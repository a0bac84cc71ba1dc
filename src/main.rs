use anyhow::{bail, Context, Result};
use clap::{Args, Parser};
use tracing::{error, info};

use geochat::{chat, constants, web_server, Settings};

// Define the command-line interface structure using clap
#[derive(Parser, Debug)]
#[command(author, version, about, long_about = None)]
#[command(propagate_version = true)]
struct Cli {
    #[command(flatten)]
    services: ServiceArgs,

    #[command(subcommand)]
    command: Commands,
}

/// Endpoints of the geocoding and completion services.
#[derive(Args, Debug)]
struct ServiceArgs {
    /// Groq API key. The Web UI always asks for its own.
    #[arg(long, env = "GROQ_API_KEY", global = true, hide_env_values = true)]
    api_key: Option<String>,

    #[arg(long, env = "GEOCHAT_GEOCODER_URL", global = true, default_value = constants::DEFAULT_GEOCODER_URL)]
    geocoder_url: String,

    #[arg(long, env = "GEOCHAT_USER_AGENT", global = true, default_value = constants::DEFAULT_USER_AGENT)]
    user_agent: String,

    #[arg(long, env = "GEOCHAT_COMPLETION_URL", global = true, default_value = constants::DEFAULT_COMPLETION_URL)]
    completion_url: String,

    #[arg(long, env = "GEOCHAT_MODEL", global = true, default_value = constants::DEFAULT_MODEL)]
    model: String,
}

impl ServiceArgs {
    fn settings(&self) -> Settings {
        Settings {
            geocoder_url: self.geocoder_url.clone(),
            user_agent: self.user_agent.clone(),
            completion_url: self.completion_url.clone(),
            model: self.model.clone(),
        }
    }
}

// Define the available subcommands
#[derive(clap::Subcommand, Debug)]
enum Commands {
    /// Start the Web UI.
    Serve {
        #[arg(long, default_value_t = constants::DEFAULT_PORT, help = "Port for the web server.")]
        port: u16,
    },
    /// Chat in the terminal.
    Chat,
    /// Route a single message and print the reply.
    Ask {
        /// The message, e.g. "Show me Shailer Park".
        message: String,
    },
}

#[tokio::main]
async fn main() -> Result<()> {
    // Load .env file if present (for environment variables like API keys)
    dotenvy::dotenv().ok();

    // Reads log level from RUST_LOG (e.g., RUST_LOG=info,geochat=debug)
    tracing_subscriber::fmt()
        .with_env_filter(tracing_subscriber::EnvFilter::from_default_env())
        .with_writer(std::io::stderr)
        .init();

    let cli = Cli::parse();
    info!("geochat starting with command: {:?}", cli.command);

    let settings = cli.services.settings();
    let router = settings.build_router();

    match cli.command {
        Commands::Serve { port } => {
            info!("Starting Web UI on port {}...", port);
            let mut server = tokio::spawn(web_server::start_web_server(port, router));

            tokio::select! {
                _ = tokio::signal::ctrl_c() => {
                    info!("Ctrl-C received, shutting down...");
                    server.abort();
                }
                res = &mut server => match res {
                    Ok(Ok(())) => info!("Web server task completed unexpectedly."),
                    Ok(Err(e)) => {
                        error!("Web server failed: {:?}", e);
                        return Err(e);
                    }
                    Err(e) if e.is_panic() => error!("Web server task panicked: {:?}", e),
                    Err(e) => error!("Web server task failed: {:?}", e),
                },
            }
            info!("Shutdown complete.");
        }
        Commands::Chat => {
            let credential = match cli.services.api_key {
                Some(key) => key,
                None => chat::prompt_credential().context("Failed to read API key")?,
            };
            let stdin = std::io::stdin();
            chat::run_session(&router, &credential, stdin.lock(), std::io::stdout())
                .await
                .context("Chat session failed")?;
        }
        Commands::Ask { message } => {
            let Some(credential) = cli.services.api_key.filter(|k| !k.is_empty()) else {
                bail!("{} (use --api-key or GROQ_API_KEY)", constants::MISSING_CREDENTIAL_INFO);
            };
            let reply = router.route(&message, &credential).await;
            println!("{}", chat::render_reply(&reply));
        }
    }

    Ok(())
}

*-*-*

■ **Aim of the task**:
Each entry needs to be written out again, exactly as given.

■ **Exercise result**:
repository a0bac84cc71ba1dc
filename src/main.rs
use anyhow::{bail, Context, Result};
use clap::{Args, Parser};
use tracing::{error, info};

use geochat::{chat, constants, web_server, Settings};

// Define the command-line interface structure using clap
#[derive(Parser, Debug)]
#[command(author, version, about, long_about = None)]
#[command(propagate_version = true)]
struct Cli {
    #[command(flatten)]
    services: ServiceArgs,

    #[command(subcommand)]
    command: Commands,
}

/// Endpoints of the geocoding and completion services.
#[derive(Args, Debug)]
struct ServiceArgs {
    /// Groq API key. The Web UI always asks for its own.
    #[arg(long, env = "GROQ_API_KEY", global = true, hide_env_values = true)]
    api_key: Option<String>,

    #[arg(long, env = "GEOCHAT_GEOCODER_URL", global = true, default_value = constants::DEFAULT_GEOCODER_URL)]
    geocoder_url: String,

    #[arg(long, env = "GEOCHAT_USER_AGENT", global = true, default_value = constants::DEFAULT_USER_AGENT)]
    user_agent: String,

    #[arg(long, env = "GEOCHAT_COMPLETION_URL", global = true, default_value = constants::DEFAULT_COMPLETION_URL)]
    completion_url: String,

    #[arg(long, env = "GEOCHAT_MODEL", global = true, default_value = constants::DEFAULT_MODEL)]
    model: String,
}

impl ServiceArgs {
    fn settings(&self) -> Settings {
        Settings {
            geocoder_url: self.geocoder_url.clone(),
            user_agent: self.user_agent.clone(),
            completion_url: self.completion_url.clone(),
            model: self.model.clone(),
        }
    }
}

// Define the available subcommands
#[derive(clap::Subcommand, Debug)]
enum Commands {
    /// Start the Web UI.
    Serve {
        #[arg(long, default_value_t = constants::DEFAULT_PORT, help = "Port for the web server.")]
        port: u16,
    },
    /// Chat in the terminal.
    Chat,
    /// Route a single message and print the reply.
    Ask {
        /// The message, e.g. "Show me Shailer Park".
        message: String,
    },
}

#[tokio::main]
async fn main() -> Result<()> {
    // Load .env file if present (for environment variables like API keys)
    dotenvy::dotenv().ok();

    // Reads log level from RUST_LOG (e.g., RUST_LOG=info,geochat=debug)
    tracing_subscriber::fmt()
        .with_env_filter(tracing_subscriber::EnvFilter::from_default_env())
        .with_writer(std::io::stderr)
        .init();

    let cli = Cli::parse();
    info!("geochat starting with command: {:?}", cli.command);

    let settings = cli.services.settings();
    let router = settings.build_router();

    match cli.command {
        Commands::Serve { port } => {
            info!("Starting Web UI on port {}...", port);
            let mut server = tokio::spawn(web_server::start_web_server(port, router));

            tokio::select! {
                _ = tokio::signal::ctrl_c() => {
                    info!("Ctrl-C received, shutting down...");
                    server.abort();
                }
                res = &mut server => match res {
                    Ok(Ok(())) => info!("Web server task completed unexpectedly."),
                    Ok(Err(e)) => {
                        error!("Web server failed: {:?}", e);
                        return Err(e);
                    }
                    Err(e) if e.is_panic() => error!("Web server task panicked: {:?}", e),
                    Err(e) => error!("Web server task failed: {:?}", e),
                },
            }
            info!("Shutdown complete.");
        }
        Commands::Chat => {
            let credential = match cli.services.api_key {
                Some(key) => key,
                None => chat::prompt_credential().context("Failed to read API key")?,
            };
            let stdin = std::io::stdin();
            chat::run_session(&router, &credential, stdin.lock(), std::io::stdout())
                .await
                .context("Chat session failed")?;
        }
        Commands::Ask { message } => {
            let Some(credential) = cli.services.api_key.filter(|k| !k.is_empty()) else {
                bail!("{} (use --api-key or GROQ_API_KEY)", constants::MISSING_CREDENTIAL_INFO);
            };
            let reply = router.route(&message, &credential).await;
            println!("{}", chat::render_reply(&reply));
        }
    }

    Ok(())
}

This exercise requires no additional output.